>>64194532
See:
>>64194592
Zircon is only mach 5.5 cruise at 130k ft, and mach 7.5 during a diving pile driver trajectory until it rapidly loses energy to high supersonic speeds in terminal phase.
>The one issue is that you'll need to rely on ins for guidance due to the plasma sheath
Plasma sheath black out is only really an issue for blunt body objects like the space shuttle and manned capsules, and even then it can be minimized by putting the antenna as far aft as possible, and using a satellite as a relay ala SpaceX using Starlink as a relay for Starship and putting the antennas on the rear.
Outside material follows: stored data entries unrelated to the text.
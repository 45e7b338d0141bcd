//! Assembly of finite element forms into sparse linear systems.
//!
//! A [`BilinearForm`](assembly::bilinear::BilinearForm) collects element integrators for the
//! four traversal kinds (domain elements, boundary elements, interior faces and boundary
//! faces), assembles their local matrices into a global sparse matrix and eliminates
//! essential boundary conditions from the resulting system. Rectangular operators between
//! two different spaces are handled by
//! [`MixedBilinearForm`](assembly::mixed::MixedBilinearForm), and right-hand sides by
//! [`LinearForm`](assembly::linear::LinearForm).
//!
//! Meshes, basis functions and concrete physics are provided by the caller through the
//! [`FiniteElementSpace`](space::FiniteElementSpace) trait and the integrator traits in
//! [`integrator`].

pub mod assembly;
pub mod connectivity;
pub mod dof;
pub mod eliminate;
pub mod error;
pub mod integrator;
pub mod options;
pub mod space;

#[cfg(feature = "proptest")]
pub mod proptest;

pub extern crate nalgebra;
pub extern crate nalgebra_sparse;

pub use weakform_sparse::{ops as sparse_ops, Real, SparseAccumulator};
pub(crate) fn check_len(what: &'static str, expected: usize, actual: usize) -> Result<(), FormError> {
    if expected == actual {
        Ok(())
    } else {
        Err(FormError::DimensionMismatch { what, expected, actual })
    }
}

pub(crate) fn check_index(what: &'static str, index: usize, len: usize) -> Result<(), FormError> {
    if index < len {
        Ok(())
    } else {
        Err(FormError::IndexOutOfRange { what, index, len })
    }
}

struct IntegratorLists<T: Real, S: FiniteElementSpace + ?Sized> {
    domain: Vec<SharedBilinearIntegrator<T, S>>,
    boundary: Vec<SharedBilinearIntegrator<T, S>>,
    interior_face: Vec<SharedBilinearIntegrator<T, S>>,
    boundary_face: Vec<SharedBilinearIntegrator<T, S>>,
}

// Cloning shares the integrators
impl<T: Real, S: FiniteElementSpace + ?Sized> Clone for IntegratorLists<T, S> {
    fn clone(&self) -> Self {
        Self {
            domain: self.domain.clone(),
            boundary: self.boundary.clone(),
            interior_face: self.interior_face.clone(),
            boundary_face: self.boundary_face.clone(),
        }
    }
}

impl<T: Real, S: FiniteElementSpace + ?Sized> Default for IntegratorLists<T, S> {
    fn default() -> Self {
        Self {
            domain: Vec::new(),
            boundary: Vec::new(),
            interior_face: Vec::new(),
            boundary_face: Vec::new(),
        }
    }
}

impl<T: Real, S: FiniteElementSpace + ?Sized> IntegratorLists<T, S> {
    fn get(&self, kind: IntegratorKind) -> &[SharedBilinearIntegrator<T, S>] {
        match kind {
            IntegratorKind::Domain => &self.domain,
            IntegratorKind::Boundary => &self.boundary,
            IntegratorKind::InteriorFace => &self.interior_face,
            IntegratorKind::BoundaryFace => &self.boundary_face,
        }
    }

    fn get_mut(&mut self, kind: IntegratorKind) -> &mut Vec<SharedBilinearIntegrator<T, S>> {
        match kind {
            IntegratorKind::Domain => &mut self.domain,
            IntegratorKind::Boundary => &mut self.boundary,
            IntegratorKind::InteriorFace => &mut self.interior_face,
            IntegratorKind::BoundaryFace => &mut self.boundary_face,
        }
    }
}

/// A bilinear form `a(u, v)` with trial and test functions from the same space.
///
/// The form owns its integrators (shared with other forms through [`Arc`]) and the assembled
/// global matrix. The matrix is created on the first call to [`assemble`](Self::assemble),
/// can be assembled into repeatedly, and has to be [finalized](Self::finalize) before it can be
/// used as an operator. Essential conditions are eliminated in place, and the removed
/// entries are kept for later right-hand side corrections.
pub struct BilinearForm<T: Real, S: FiniteElementSpace + ?Sized> {
    space: Arc<S>,
    options: AssemblyOptions,
    integrators: IntegratorLists<T, S>,
    matrix: Option<SparseAccumulator<T>>,
    eliminated: Option<SparseAccumulator<T>>,
    eliminations: EliminationLedger<T>,
}

impl<T: Real, S: FiniteElementSpace + ?Sized> fmt::Debug for BilinearForm<T, S> {
    fn fmt(&self, f: &mut fmt::Formatter<'_>) -> fmt::Result {
        f.debug_struct("BilinearForm")
            .field("num_dofs", &self.space.num_dofs())
            .field("options", &self.options)
            .field("num_domain_integrators", &self.integrators.domain.len())
            .field("num_boundary_integrators", &self.integrators.boundary.len())
            .field("num_interior_face_integrators", &self.integrators.interior_face.len())
            .field("num_boundary_face_integrators", &self.integrators.boundary_face.len())
            .field("matrix", &self.matrix)
            .field("eliminated", &self.eliminated)
            .field("num_eliminated_dofs", &self.eliminations.len())
            .finish()
    }
}
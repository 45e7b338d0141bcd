//! Assembly of global matrices and vectors from element integrators.
use crate::assembly::buffers::{LocalBuffers, LocalContribution};
use crate::Real;
use rayon::prelude::*;
use weakform_sparse::SparseAccumulator;

pub mod bilinear;
pub mod global;
pub mod linear;
pub mod mixed;

mod buffers;

/// Computes the local contributions of `count` items and scatters them into the accumulator.
///
/// `compute` fills the buffers with the DOFs and local matrix of an item, and returns `false`
/// if the item contributes nothing (e.g. an unresolved face). With `parallel` set, local
/// matrices are computed with rayon and then scattered sequentially in item order, so the
/// accumulator is never shared between threads.
///
/// Returns the number of scattered contributions.
fn assemble_items<T, F>(
    accumulator: &mut SparseAccumulator<T>,
    count: usize,
    parallel: bool,
    skip_zeros: bool,
    compute: F,
) -> eyre::Result<usize>
where
    T: Real,
    F: Fn(&mut LocalBuffers<T>, usize) -> eyre::Result<bool> + Sync,
{
    let mut scattered = 0;
    if parallel {
        let contributions: Vec<Option<LocalContribution<T>>> = (0..count)
            .into_par_iter()
            .map_init(LocalBuffers::default, |buffers, index| -> eyre::Result<_> {
                let contributes = compute(buffers, index)?;
                Ok(contributes.then(|| buffers.to_contribution()))
            })
            .collect::<eyre::Result<_>>()?;
        for contribution in contributions.iter().flatten() {
            contribution.scatter_into(accumulator, skip_zeros);
            scattered += 1;
        }
    } else {
        let mut buffers = LocalBuffers::default();
        for index in 0..count {
            if compute(&mut buffers, index)? {
                buffers.scatter_into(accumulator, skip_zeros);
                scattered += 1;
            }
        }
    }
    Ok(scattered)
}
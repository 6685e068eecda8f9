//! Host numeric-array views over unified-memory buffers.
//!
//! A [`DualView`] wraps a typed native buffer from [`cuvec_device`] so host
//! code can read and write it in place while the same memory stays usable by
//! device code through the buffer handle. Views are built by:
//!
//! - [`zeros`]: allocate a zero-filled native buffer and view it.
//! - [`copy`]: copy a host numeric array into a fresh native buffer.
//! - [`asarray`]: view the input if it already is a native buffer (or a view
//!   of one) with the requested dtype and order, copy otherwise.
//!
//! ```
//! use cuvec::DType;
//!
//! # fn main() -> cuvec::Result<()> {
//! let mut view = cuvec::zeros(&[2, 3], DType::Float32)?;
//! view.set(&[1, 2], 4.5f32)?;
//!
//! let alias = cuvec::asarray(&view, None, None)?;
//! assert!(alias.shares_buffer(&view));
//! assert_eq!(alias.interchange()?.typestr, "<f4");
//! assert_eq!(view.get::<f32>(&[1, 2])?, 4.5);
//! # Ok(())
//! # }
//! ```

pub mod error;
pub mod factory;
pub mod host;
pub mod interface;
pub mod layout;
pub mod view;

pub use error::{Error, Result};
pub use factory::{Factory, asarray, asarray_from, copy, copy_raw, zeros};
pub use host::NumericArray;
pub use interface::ArrayInterface;
pub use layout::Order;
pub use view::{Construction, DualView};

pub use cuvec_device::{Allocator, Element, RawHandle, Vector, default_allocator, install_default_allocator};
pub use cuvec_dtype::{Char, DType, Scalar};

#[cfg(test)]
mod test;
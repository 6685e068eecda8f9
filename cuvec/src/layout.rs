//! Strided layout arithmetic shared by views and copies.
//!
//! Strides are counted in elements and are never negative.

use smallvec::SmallVec;

pub type Dims = SmallVec<[usize; 4]>;
pub type Strides = SmallVec<[isize; 4]>;

/// Memory order requested from an adopting operation.
#[derive(Debug, Clone, Copy, PartialEq, Eq, Hash, Default)]
#[derive(strum::Display, strum::EnumString)]
pub enum Order {
    /// Row-major.
    #[default]
    C,
    /// Column-major.
    F,
    /// `F` when the source is column-major only, `C` otherwise.
    A,
    /// Keep whatever layout the source has.
    K,
}

impl Order {
    /// Whether a source with the given contiguity already satisfies the request.
    pub fn is_satisfied_by(self, c_contiguous: bool, f_contiguous: bool) -> bool {
        match self {
            Order::C => c_contiguous,
            Order::F => f_contiguous,
            Order::A => c_contiguous || f_contiguous,
            Order::K => true,
        }
    }

    /// Concrete layout for a fresh copy of a source with the given contiguity.
    pub fn resolve(order: Option<Self>, c_contiguous: bool, f_contiguous: bool) -> Self {
        match order {
            Some(Order::F) => Order::F,
            Some(Order::A | Order::K) if f_contiguous && !c_contiguous => Order::F,
            _ => Order::C,
        }
    }
}

pub fn c_strides(shape: &[usize]) -> Strides {
    let mut strides: Strides = SmallVec::from_elem(1, shape.len());
    for axis in (0..shape.len().saturating_sub(1)).rev() {
        strides[axis] = strides[axis + 1] * shape[axis + 1] as isize;
    }
    strides
}

pub fn f_strides(shape: &[usize]) -> Strides {
    let mut strides: Strides = SmallVec::from_elem(1, shape.len());
    for axis in 1..shape.len() {
        strides[axis] = strides[axis - 1] * shape[axis - 1] as isize;
    }
    strides
}

/// Extents of size one never affect contiguity.
fn is_contiguous(mut axes: impl Iterator<Item = (usize, isize)>) -> bool {
    let mut expected = 1isize;
    axes.all(|(dim, stride)| {
        let ok = dim == 1 || stride == expected;
        expected *= dim as isize;
        ok
    })
}

pub fn is_c_contiguous(shape: &[usize], strides: &[isize]) -> bool {
    is_contiguous(shape.iter().copied().zip(strides.iter().copied()).rev())
}

pub fn is_f_contiguous(shape: &[usize], strides: &[isize]) -> bool {
    is_contiguous(shape.iter().copied().zip(strides.iter().copied()))
}

/// Element offsets of every position of a strided view, in row-major
/// (logical) order regardless of memory order.
#[derive(Debug, Clone)]
pub struct Offsets {
    shape: Dims,
    strides: Strides,
    index: Dims,
    offset: isize,
    remaining: usize,
}

impl Offsets {
    pub fn new(shape: &[usize], strides: &[isize], start: usize) -> Self {
        Self {
            shape: SmallVec::from_slice(shape),
            strides: SmallVec::from_slice(strides),
            index: SmallVec::from_elem(0, shape.len()),
            offset: start as isize,
            remaining: shape.iter().product(),
        }
    }
}

impl Iterator for Offsets {
    type Item = usize;

    fn next(&mut self) -> Option<usize> {
        if self.remaining == 0 {
            return None;
        }
        let current = self.offset as usize;
        self.remaining -= 1;

        for axis in (0..self.shape.len()).rev() {
            self.index[axis] += 1;
            self.offset += self.strides[axis];
            if self.index[axis] < self.shape[axis] {
                break;
            }
            self.offset -= self.strides[axis] * self.shape[axis] as isize;
            self.index[axis] = 0;
        }

        Some(current)
    }

    fn size_hint(&self) -> (usize, Option<usize>) {
        (self.remaining, Some(self.remaining))
    }
}

impl ExactSizeIterator for Offsets {}
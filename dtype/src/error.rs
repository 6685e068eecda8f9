use snafu::Snafu;

pub type Result<T, E = Error> = std::result::Result<T, E>;

#[derive(Debug, Snafu)]
#[snafu(visibility(pub))]
pub enum Error {
    /// The spelling names no known element type.
    #[snafu(display("unknown dtype '{name}'"))]
    UnknownDType { name: String },
}
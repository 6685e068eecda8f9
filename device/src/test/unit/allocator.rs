use std::sync::Arc;

use crate::{Allocator, BufferOptions, HostAllocator, default_allocator, install_default_allocator};

#[test]
fn test_default_allocator_is_fixed_after_first_use() {
    let first = default_allocator();
    let rejected = install_default_allocator(Arc::new(HostAllocator)).unwrap_err();

    assert_eq!(rejected.name(), "host");
    assert!(Arc::ptr_eq(&first, &default_allocator()));
}

#[test]
fn test_unzeroed_host_allocation_is_usable() {
    let raw = HostAllocator.alloc(24, &BufferOptions::default()).unwrap();
    assert_eq!(raw.size(), 24);
    assert_eq!(raw.as_ptr().as_ptr() as usize % crate::ALIGNMENT, 0);
    assert!(!BufferOptions::default().zero_init);
    assert!(BufferOptions::zeroed().zero_init);
}
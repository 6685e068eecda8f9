use std::alloc::{self, Layout};
use std::fmt;
use std::ptr::NonNull;
use std::sync::Arc;

#[cfg(feature = "cuda")]
use cudarc::driver::{CudaContext, UnifiedSlice};
use once_cell::sync::OnceCell;
use snafu::OptionExt;
use tracing::{debug, trace};

#[cfg(feature = "cuda")]
use crate::error::CudaSnafu;
use crate::error::{OutOfMemorySnafu, Result};
#[cfg(feature = "cuda")]
use snafu::ResultExt;

/// Base alignment of every allocation, enough for any element kind and for
/// vectorized access.
pub const ALIGNMENT: usize = 64;

/// Memory handed out by an [`Allocator`].
///
/// The buffer owns its memory and releases it when dropped, so
/// [`Allocator::free`] only needs to observe the release.
pub enum RawBuffer {
    Host {
        ptr: NonNull<u8>,
        layout: Layout,
    },
    #[cfg(feature = "cuda")]
    Unified {
        data: UnifiedSlice<u8>,
        ptr: NonNull<u8>,
        size: usize,
    },
}

impl RawBuffer {
    /// Get the size of the buffer in bytes.
    pub fn size(&self) -> usize {
        match self {
            RawBuffer::Host { layout, .. } => layout.size(),
            #[cfg(feature = "cuda")]
            RawBuffer::Unified { size, .. } => *size,
        }
    }

    /// Host-addressable base pointer.
    pub fn as_ptr(&self) -> NonNull<u8> {
        match self {
            RawBuffer::Host { ptr, .. } => *ptr,
            #[cfg(feature = "cuda")]
            RawBuffer::Unified { ptr, .. } => *ptr,
        }
    }
}

impl fmt::Debug for RawBuffer {
    fn fmt(&self, f: &mut fmt::Formatter<'_>) -> fmt::Result {
        let kind = match self {
            RawBuffer::Host { .. } => "Host",
            #[cfg(feature = "cuda")]
            RawBuffer::Unified { .. } => "Unified",
        };
        f.debug_struct(kind).field("ptr", &self.as_ptr()).field("size", &self.size()).finish()
    }
}

impl Drop for RawBuffer {
    fn drop(&mut self) {
        match self {
            // SAFETY: `ptr` came from `alloc::alloc`/`alloc::alloc_zeroed` with exactly this layout.
            RawBuffer::Host { ptr, layout } => unsafe { alloc::dealloc(ptr.as_ptr(), *layout) },
            // `UnifiedSlice` frees itself.
            #[cfg(feature = "cuda")]
            RawBuffer::Unified { .. } => {}
        }
    }
}

/// Options for buffer allocation.
#[derive(Debug, Clone, Default)]
pub struct BufferOptions {
    /// Whether to zero-initialize the buffer.
    pub zero_init: bool,
}

impl BufferOptions {
    /// Zero-filled, as every typed buffer requires.
    pub const fn zeroed() -> Self {
        Self { zero_init: true }
    }
}

pub trait Allocator: Send + Sync + fmt::Debug {
    fn alloc(&self, size: usize, options: &BufferOptions) -> Result<RawBuffer>;
    fn free(&self, buffer: RawBuffer) {
        drop(buffer);
    }
    fn synchronize(&self) -> Result<()> {
        Ok(())
    }
    fn name(&self) -> &str;
}

/// Host memory from the global allocator, aligned to [`ALIGNMENT`].
#[derive(Debug, Clone, Default)]
pub struct HostAllocator;

impl Allocator for HostAllocator {
    fn alloc(&self, size: usize, options: &BufferOptions) -> Result<RawBuffer> {
        let layout = Layout::from_size_align(size.max(1), ALIGNMENT)
            .ok()
            .context(OutOfMemorySnafu { allocator: self.name(), size })?;

        // SAFETY: `layout` has a non-zero size.
        let ptr = unsafe { if options.zero_init { alloc::alloc_zeroed(layout) } else { alloc::alloc(layout) } };
        let ptr = NonNull::new(ptr).context(OutOfMemorySnafu { allocator: self.name(), size })?;

        trace!(size, allocator = self.name(), "allocated");
        Ok(RawBuffer::Host { ptr, layout })
    }

    fn name(&self) -> &str {
        "host"
    }
}

/// CUDA managed memory, addressable from both host and device.
#[cfg(feature = "cuda")]
#[derive(Debug, Clone)]
pub struct UnifiedAllocator {
    context: Arc<CudaContext>,
    device_id: usize,
}

#[cfg(feature = "cuda")]
impl UnifiedAllocator {
    pub fn new(device_id: usize) -> Result<Self> {
        let context = CudaContext::new(device_id).context(CudaSnafu)?;
        Ok(Self { context, device_id })
    }

    pub fn device_id(&self) -> usize {
        self.device_id
    }
}

#[cfg(feature = "cuda")]
impl Allocator for UnifiedAllocator {
    fn alloc(&self, size: usize, options: &BufferOptions) -> Result<RawBuffer> {
        // SAFETY: the contents are zero-filled below before any typed read when requested.
        let mut data = unsafe { self.context.alloc_unified::<u8>(size.max(1), true) }.context(CudaSnafu)?;
        let slice = data.as_mut_slice().context(CudaSnafu)?;
        if options.zero_init {
            slice.fill(0);
        }
        let ptr = NonNull::new(slice.as_mut_ptr()).context(OutOfMemorySnafu { allocator: "CUDA", size })?;

        trace!(size, allocator = "CUDA", device_id = self.device_id, "allocated");
        Ok(RawBuffer::Unified { data, ptr, size: size.max(1) })
    }

    fn synchronize(&self) -> Result<()> {
        self.context.synchronize().context(CudaSnafu)
    }

    fn name(&self) -> &str {
        "CUDA"
    }
}

static DEFAULT_ALLOCATOR: OnceCell<Arc<dyn Allocator>> = OnceCell::new();

/// The process-wide allocator used when none is given explicitly.
///
/// Selected on first use: unified memory on device 0 when the `cuda` feature
/// is enabled and a context can be created, host memory otherwise.
pub fn default_allocator() -> Arc<dyn Allocator> {
    Arc::clone(DEFAULT_ALLOCATOR.get_or_init(select_default))
}

/// Install the default allocator before anything has been allocated.
///
/// Returns the rejected allocator when a default is already in place.
pub fn install_default_allocator(allocator: Arc<dyn Allocator>) -> Result<(), Arc<dyn Allocator>> {
    debug!(allocator = allocator.name(), "installing default allocator");
    DEFAULT_ALLOCATOR.set(allocator)
}

fn select_default() -> Arc<dyn Allocator> {
    #[cfg(feature = "cuda")]
    match UnifiedAllocator::new(0) {
        Ok(allocator) => {
            debug!(allocator = "CUDA", device_id = 0, "default allocator selected");
            return Arc::new(allocator);
        }
        Err(error) => tracing::warn!(%error, "unified memory unavailable, falling back to host memory"),
    }

    debug!(allocator = "host", "default allocator selected");
    Arc::new(HostAllocator)
}
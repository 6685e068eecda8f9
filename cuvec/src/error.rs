use cuvec_dtype::DType;
use snafu::Snafu;

#[derive(Debug, Snafu)]
#[snafu(visibility(pub))]
pub enum Error {
    /// Input is neither a native buffer, an attached view, nor a numeric array.
    #[snafu(display(
        "DualView is not intended for explicit construction from arbitrary data; \
         wrap a native buffer, an existing view, or a numeric array, \
         or allocate with `cuvec::zeros(&[42, 137], DType::Float32)`"
    ))]
    InvalidConstruction,

    /// Interchange descriptor requested on a view with no native buffer.
    #[snafu(display("view has no attached native buffer: try `cuvec::asarray` first"))]
    MissingBuffer,

    /// Foreign handle whose base address is not aligned for its element kind.
    #[snafu(display("buffer at {address:#x} is not aligned for dtype '{dtype}'"))]
    Misaligned { address: usize, dtype: DType },

    /// Error raised by the buffer layer (allocation, unsupported dtype, ...).
    #[snafu(display("native buffer error: {source}"))]
    Device { source: cuvec_device::Error },

    #[snafu(display("dtype mismatch: view holds '{actual}', requested '{expected}'"))]
    DTypeMismatch { expected: DType, actual: DType },

    #[snafu(display("invalid dtype: {source}"))]
    DType { source: cuvec_dtype::Error },

    #[snafu(display("index {index:?} is out of bounds for shape {shape:?}"))]
    IndexOutOfBounds { index: Vec<usize>, shape: Vec<usize> },

    #[snafu(display("Axis {axis} is out of range for view with {ndim} dimensions"))]
    AxisOutOfRange { axis: usize, ndim: usize },

    #[snafu(display("invalid slice {start}..{end} step {step} of axis {axis} with extent {dim}"))]
    InvalidSlice { axis: usize, start: usize, end: usize, step: usize, dim: usize },

    #[snafu(display("cannot reshape {from:?} into {to:?}: element counts differ"))]
    ReshapeSizeMismatch { from: Vec<usize>, to: Vec<usize> },

    #[snafu(display("'{operation}' needs a C-contiguous view"))]
    NotContiguous { operation: &'static str },

    /// Source and destination element counts differ.
    #[snafu(display("shape mismatch: expected {expected:?}, got {actual:?}"))]
    ShapeMismatch { expected: Vec<usize>, actual: Vec<usize> },

    /// Write through a view of a read-only foreign buffer.
    #[snafu(display("view is read-only"))]
    ReadOnly,
}

pub type Result<T, E = Error> = std::result::Result<T, E>;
Fuck it, I'll just copy/pasta what I wrote last time:
It's highly dependent on altitude, shape, antenna location and power, TPS design, temperature, etc. Oxygen doesn't start dissociation until Mach 7-10, and nitrogen around Mach 13 at ~150k ft alt. Then shape comes into play, a sharp, wedge type design is going to have a smaller boundary layer which will have a thinner, weaker ion density meaning a weak plasma layer at velocities above Mach 10 and alts below 150k ft. Then you start getting into TPS materials ablating and off-gassing, adding ionized material into your boundary layer making a denser ion layer and a stronger plasma. Also, shaping as to allow "windows" in the boundary layer around your antenna where plasma won't affect your antenna uplink, or placing your antenna as far back as you can to get away from the worst ion conditions which are always up front. Then, frequency and power are another way to push through that plasma layer. Only blunt body objects like the space shuttle and Mercury/Gemini type return capsules really have to worry about plasma blocking out comms, and even then it's not for too long. There was no plasma sheath that enveloped the X-15 at Mach 6.7, the X-43A at Mach 7 and 9, and HTV-2 at Mach 20 causing comms blackouts.